Subject: [Agentix] Update on Service Disruption Update on [issue]: Current status: [e.g., We have identified the root cause and are deploying a fix.] What we’ve done: [e.g., Rolled back the problematic deployment; paused affected queues to prevent further impact.] We expect to provide the next update in [timeframe]. — The Agentix Team

Template 3: Resolution Notification

Subject: [Agentix] Service Restored The issue affecting [scope] has been resolved as of [time, e.g., 2026-03-15 14:30 UTC]. Root cause: [Brief, non-technical explanation — e.g., A deployment introduced a configuration error that prevented message processing.] Impact: [e.g., Message delivery was delayed by approximately 45 minutes for all tenants.] What we’re doing to prevent this: [e.g., We are adding automated checks to our deployment pipeline to catch this class of error.] We will publish a detailed post-mortem within [N] business days. We apologize for the disruption. If you notice any remaining issues, please contact us at support@agentixx.io. — The Agentix Team

Communication Timing

Severity	Initial Notification	Updates	Resolution
P1	Within 30 minutes	Every 30 minutes	Immediately on resolution
P2	Within 1 hour	Every hour	Within 1 hour of resolution
P3	Not required	Not required	Not required
P4	Not required	Not required	Not required

6. Post-Mortem Process

Post-mortems are required for all P1 and P2 incidents and optional for P3 incidents that reveal systemic issues.

Timeline

Schedule the post-mortem within 48 hours of incident resolution.
Complete the write-up within 5 business days of the incident.
Review action items in the next team meeting.

Post-Mortem Template

Store post-mortem documents in docs/runbooks/post-mortems/ with the filename format: YYYY-MM-DD-brief-title.md.

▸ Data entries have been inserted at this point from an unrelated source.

// Copyright (c) Meta Platforms, Inc. and affiliates.

// This software may be used and distributed according to the terms of the
// GNU General Public License version 2.

//! Utilization clamping.
//!
//! A task asks for a minimum and maximum utilization. The effective value
//! is the request restricted by the task's group and then by the system
//! default. Runqueues aggregate the effective values of their runnable
//! tasks into buckets and report the max of each clamp.

use crate::core::Sched;
use crate::prio::SCHED_CAPACITY_SCALE;
use crate::types::CpuId;
use crate::types::GroupId;
use crate::types::Pid;

pub const UCLAMP_CNT: usize = 2;
pub const UCLAMP_BUCKETS: usize = 5;
pub const UCLAMP_BUCKET_DELTA: u32 = (SCHED_CAPACITY_SCALE as u32 + UCLAMP_BUCKETS as u32 / 2) / UCLAMP_BUCKETS as u32;

#[derive(Debug, Clone, Copy, PartialEq, Eq, Hash)]
pub enum UclampId {
    Min = 0,
    Max = 1,
}

impl UclampId {
    pub const ALL: [UclampId; UCLAMP_CNT] = [UclampId::Min, UclampId::Max];

    pub fn idx(self) -> usize {
        self as usize
    }
}

/// Value a clamp takes when nothing is requested.
pub fn uclamp_none(id: UclampId) -> u32 {
    match id {
        UclampId::Min => 0,
        UclampId::Max => SCHED_CAPACITY_SCALE as u32,
    }
}

pub fn bucket_id(value: u32) -> usize {
    ((value / UCLAMP_BUCKET_DELTA) as usize).min(UCLAMP_BUCKETS - 1)
}

#[derive(Debug, Clone, Copy, PartialEq, Eq, Default)]
pub struct UclampSe {
    pub value: u32,
    pub bucket_id: usize,
    /// Counted in a runqueue bucket.
    pub active: bool,
    pub user_defined: bool,
}

impl UclampSe {
    pub fn new(value: u32, user_defined: bool) -> Self {
        Self {
            value,
            bucket_id: bucket_id(value),
            active: false,
            user_defined,
        }
    }

    pub fn none(id: UclampId) -> Self {
        Self::new(uclamp_none(id), false)
    }
}

#[derive(Debug, Clone, Copy, Default, PartialEq, Eq)]
pub struct UclampBucket {
    /// Max clamp value of the tasks in the bucket.
    pub value: u32,
    pub tasks: u32,
}

#[derive(Debug, Clone, PartialEq, Eq)]
pub struct UclampRq {
    pub value: u32,
    pub bucket: [UclampBucket; UCLAMP_BUCKETS],
}

impl UclampRq {
    fn new(id: UclampId) -> Self {
        Self {
            value: uclamp_none(id),
            bucket: [UclampBucket::default(); UCLAMP_BUCKETS],
        }
    }

    fn inc(&mut self, se: &UclampSe) {
        let b = &mut self.bucket[se.bucket_id];
        b.tasks += 1;
        if b.tasks == 1 || se.value > b.value {
            b.value = se.value;
        }
        if b.value > self.value {
            self.value = b.value;
        }
    }

    fn dec(&mut self, id: UclampId, se: &UclampSe) {
        let b = &mut self.bucket[se.bucket_id];
        if b.tasks == 0 {
            return;
        }
        b.tasks -= 1;
        if b.tasks > 0 || se.value < b.value {
            return;
        }
        b.value = 0;
        let max = self.bucket.iter().rev().find(|b| b.tasks > 0).map(|b| b.value);
        self.value = match (max, id) {
            (Some(v), _) => v,
            // An idle rq keeps its last max clamp so a blocked task does
            // not see a frequency spike on wakeup.
            (None, UclampId::Max) => self.value,
            (None, UclampId::Min) => uclamp_none(UclampId::Min),
        };
    }

    pub fn tasks(&self) -> u32 {
        self.bucket.iter().map(|b| b.tasks).sum()
    }
}

/// Per-runqueue clamp aggregation.
#[derive(Debug, Clone, PartialEq, Eq)]
pub struct UclampRqs {
    pub clamp: [UclampRq; UCLAMP_CNT],
    /// No clamped task is runnable; max clamp is being held.
    pub idle: bool,
}

impl Default for UclampRqs {
    fn default() -> Self {
        Self {
            clamp: [UclampRq::new(UclampId::Min), UclampRq::new(UclampId::Max)],
            idle: true,
        }
    }
}

impl UclampRqs {
    pub fn value(&self, id: UclampId) -> u32 {
        self.clamp[id.idx()].value
    }

    /// Clamp `util` by the rq's aggregate and, if given, a task's effective
    /// `(min, max)` that is about to join the rq.
    pub fn util_with(&self, util: u64, task: Option<(u32, u32)>) -> u64 {
        let mut min_util = self.value(UclampId::Min);
        let mut max_util = self.value(UclampId::Max);
        if let Some((tmin, tmax)) = task {
            min_util = min_util.max(tmin);
            max_util = max_util.max(tmax);
        }
        if min_util >= max_util {
            return min_util as u64;
        }
        util.clamp(min_util as u64, max_util as u64)
    }
}

impl Sched {
    fn uclamp_default(&self, id: UclampId) -> UclampSe {
        match id {
            UclampId::Min => UclampSe::new(self.tunables.sched_util_clamp_min, false),
            UclampId::Max => UclampSe::new(self.tunables.sched_util_clamp_max, false),
        }
    }

    fn uclamp_tg_restrict(&self, pid: Pid, id: UclampId) -> UclampSe {
        let p = &self.tasks[pid];
        let req = p.uclamp_req[id.idx()];
        if p.group == GroupId::ROOT {
            return req;
        }
        let Some(tg) = self.groups.get(p.group) else {
            return req;
        };
        let tg_min = tg.uclamp[UclampId::Min.idx()].value;
        let tg_max = tg.uclamp[UclampId::Max.idx()].value;
        UclampSe::new(req.value.clamp(tg_min, tg_max.max(tg_min)), false)
    }

    /// Effective clamp of a task, ignoring whether it is currently counted.
    pub(crate) fn uclamp_eff_get(&self, pid: Pid, id: UclampId) -> UclampSe {
        let req = self.uclamp_tg_restrict(pid, id);
        let max = self.uclamp_default(id);
        if req.value > max.value {
            return max;
        }
        req
    }

    pub fn uclamp_eff_value(&self, pid: Pid, id: UclampId) -> u32 {
        let se = self.tasks[pid].uclamp[id.idx()];
        if se.active {
            return se.value;
        }
        self.uclamp_eff_get(pid, id).value
    }

    /// `(min, max)` effective clamps of a task.
    pub fn uclamp_task(&self, pid: Pid) -> (u32, u32) {
        (
            self.uclamp_eff_value(pid, UclampId::Min),
            self.uclamp_eff_value(pid, UclampId::Max),
        )
    }

    pub(crate) fn uclamp_rq_inc(&mut self, cpu: CpuId, pid: Pid) {
        if !self.tasks[pid].class.uclamp_enabled() {
            return;
        }
        for id in UclampId::ALL {
            let mut se = self.uclamp_eff_get(pid, id);
            se.active = true;
            self.tasks[pid].uclamp[id.idx()] = se;
            let uc = &mut self.rqs[cpu.idx()].uclamp;
            if uc.idle && id == UclampId::Max {
                // Drop the held idle value; the bucket max takes over.
                uc.clamp[id.idx()].value = se.value;
            }
            uc.clamp[id.idx()].inc(&se);
        }
        self.rqs[cpu.idx()].uclamp.idle = false;
    }

    pub(crate) fn uclamp_rq_dec(&mut self, cpu: CpuId, pid: Pid) {
        if !self.tasks[pid].class.uclamp_enabled() {
            return;
        }
        for id in UclampId::ALL {
            let mut se = self.tasks[pid].uclamp[id.idx()];
            if !se.active {
                continue;
            }
            self.rqs[cpu.idx()].uclamp.clamp[id.idx()].dec(id, &se);
            se.active = false;
            self.tasks[pid].uclamp[id.idx()] = se;
        }
        let uc = &mut self.rqs[cpu.idx()].uclamp;
        if uc.clamp[UclampId::Max.idx()].tasks() == 0 {
            uc.idle = true;
        }
    }

    /// Re-bucket a queued task after its requests or group limits changed.
    pub(crate) fn uclamp_update_active(&mut self, pid: Pid) {
        let p = &self.tasks[pid];
        if !p.is_queued() {
            return;
        }
        let cpu = p.cpu;
        if p.uclamp.iter().any(|se| se.active) {
            self.uclamp_rq_dec(cpu, pid);
            self.uclamp_rq_inc(cpu, pid);
        }
    }

    /// Reset requests on fork when asked to and apply the RT boost default.
    pub(crate) fn uclamp_fork(&mut self, pid: Pid) {
        let rt_default = self.tunables.sched_util_clamp_min_rt_default;
        let p = &mut self.tasks[pid];
        for se in p.uclamp.iter_mut() {
            se.active = false;
        }
        if p.reset_on_fork {
            p.uclamp_req = [UclampSe::none(UclampId::Min), UclampSe::none(UclampId::Max)];
        }
        if p.policy.is_rt() && !p.uclamp_req[UclampId::Min.idx()].user_defined {
            p.uclamp_req[UclampId::Min.idx()] = UclampSe::new(rt_default, false);
        }
    }

    /// Clamped utilization estimate used for capacity fitting.
    pub fn uclamp_task_util(&self, pid: Pid) -> u64 {
        let util = self.task_util_est(pid);
        let (min, max) = self.uclamp_task(pid);
        util.clamp(min as u64, (max as u64).max(min as u64))
    }

    pub fn uclamp_rq_util_with(&self, cpu: CpuId, util: u64, pid: Option<Pid>) -> u64 {
        let task = pid.map(|p| self.uclamp_task(p));
        self.rqs[cpu.idx()].uclamp.util_with(util, task)
    }
}

#[cfg(test)]
mod tests {
    use super::*;

    #[test]
    fn buckets() {
        assert_eq!(UCLAMP_BUCKET_DELTA, 205);
        assert_eq!(bucket_id(0), 0);
        assert_eq!(bucket_id(204), 0);
        assert_eq!(bucket_id(205), 1);
        assert_eq!(bucket_id(1024), 4);
    }

    #[test]
    fn rq_aggregation_tracks_max() {
        let mut rq = UclampRqs::default();
        let a = UclampSe::new(300, true);
        let b = UclampSe::new(700, true);
        rq.clamp[0].inc(&a);
        rq.clamp[0].inc(&b);
        assert_eq!(rq.value(UclampId::Min), 700);
        rq.clamp[0].dec(UclampId::Min, &b);
        assert_eq!(rq.value(UclampId::Min), 300);
        rq.clamp[0].dec(UclampId::Min, &a);
        assert_eq!(rq.value(UclampId::Min), 0);
    }

    #[test]
    fn idle_rq_holds_max() {
        let mut rq = UclampRqs::default();
        let a = UclampSe::new(400, true);
        rq.clamp[1].value = 400;
        rq.clamp[1].inc(&a);
        rq.clamp[1].dec(UclampId::Max, &a);
        assert_eq!(rq.value(UclampId::Max), 400);
    }

    #[test]
    fn util_with_clamps() {
        let mut rq = UclampRqs::default();
        rq.clamp[0].value = 200;
        rq.clamp[1].value = 600;
        assert_eq!(rq.util_with(100, None), 200);
        assert_eq!(rq.util_with(900, None), 600);
        assert_eq!(rq.util_with(900, Some((0, 800))), 800);
        rq.clamp[0].value = 700;
        assert_eq!(rq.util_with(100, None), 700);
    }
}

# Post-Mortem: [Incident Title]

**Date:** [YYYY-MM-DD]
**Severity:** [P1/P2]
**Duration:** [detection to resolution, e.g., 2h 15m]
**Author:** [name]

## Impact

- **Tenants affected:** [number or "all"]
- **Messages delayed/lost:** [count or estimate]
- **Feature(s) impacted:** [e.g., workflow execution, inbox, message delivery]
- **Revenue impact:** [if applicable]

## Timeline

All times in UTC.

| Time | Event |
|------|-------|
| HH:MM | [First alert / detection] |
| HH:MM | [Incident acknowledged, severity assigned] |
| HH:MM | [Investigation started] |
| HH:MM | [Root cause identified] |
| HH:MM | [Fix deployed] |
| HH:MM | [Verification complete, incident closed] |

## Root Cause

[Detailed technical explanation of what went wrong.]

### 5 Whys Analysis

1. **Why did the incident occur?** [answer]
2. **Why did [answer 1] happen?** [answer]
3. **Why did [answer 2] happen?** [answer]
4. **Why did [answer 3] happen?** [answer]
5. **Why did [answer 4] happen?** [root cause]

## What Went Well

- [e.g., Alerts fired within 2 minutes of the issue starting]
- [e.g., Rollback procedure worked as documented]

## What Could Be Improved

- [e.g., Detection took 15 minutes because the specific error type was not covered by alerts]
- [e.g., Rollback process required manual steps that could be automated]

## Action Items

| Action | Owner | Deadline | Status |
|--------|-------|----------|--------|
| [e.g., Add alert rule for this error class] | [name] | [date] | [ ] Open |
| [e.g., Automate rollback for this scenario] | [name] | [date] | [ ] Open |
| [e.g., Add integration test for this path] | [name] | [date] | [ ] Open |

Post-Mortem Principles

Blameless: Focus on systems and processes, not individuals. “The deploy process allowed a bad configuration” not “Person X deployed bad config.”
Action-oriented: Every post-mortem must produce at least one actionable item with an owner and deadline.
Shared: Post-mortems are visible to the entire team. Transparency builds trust and collective learning.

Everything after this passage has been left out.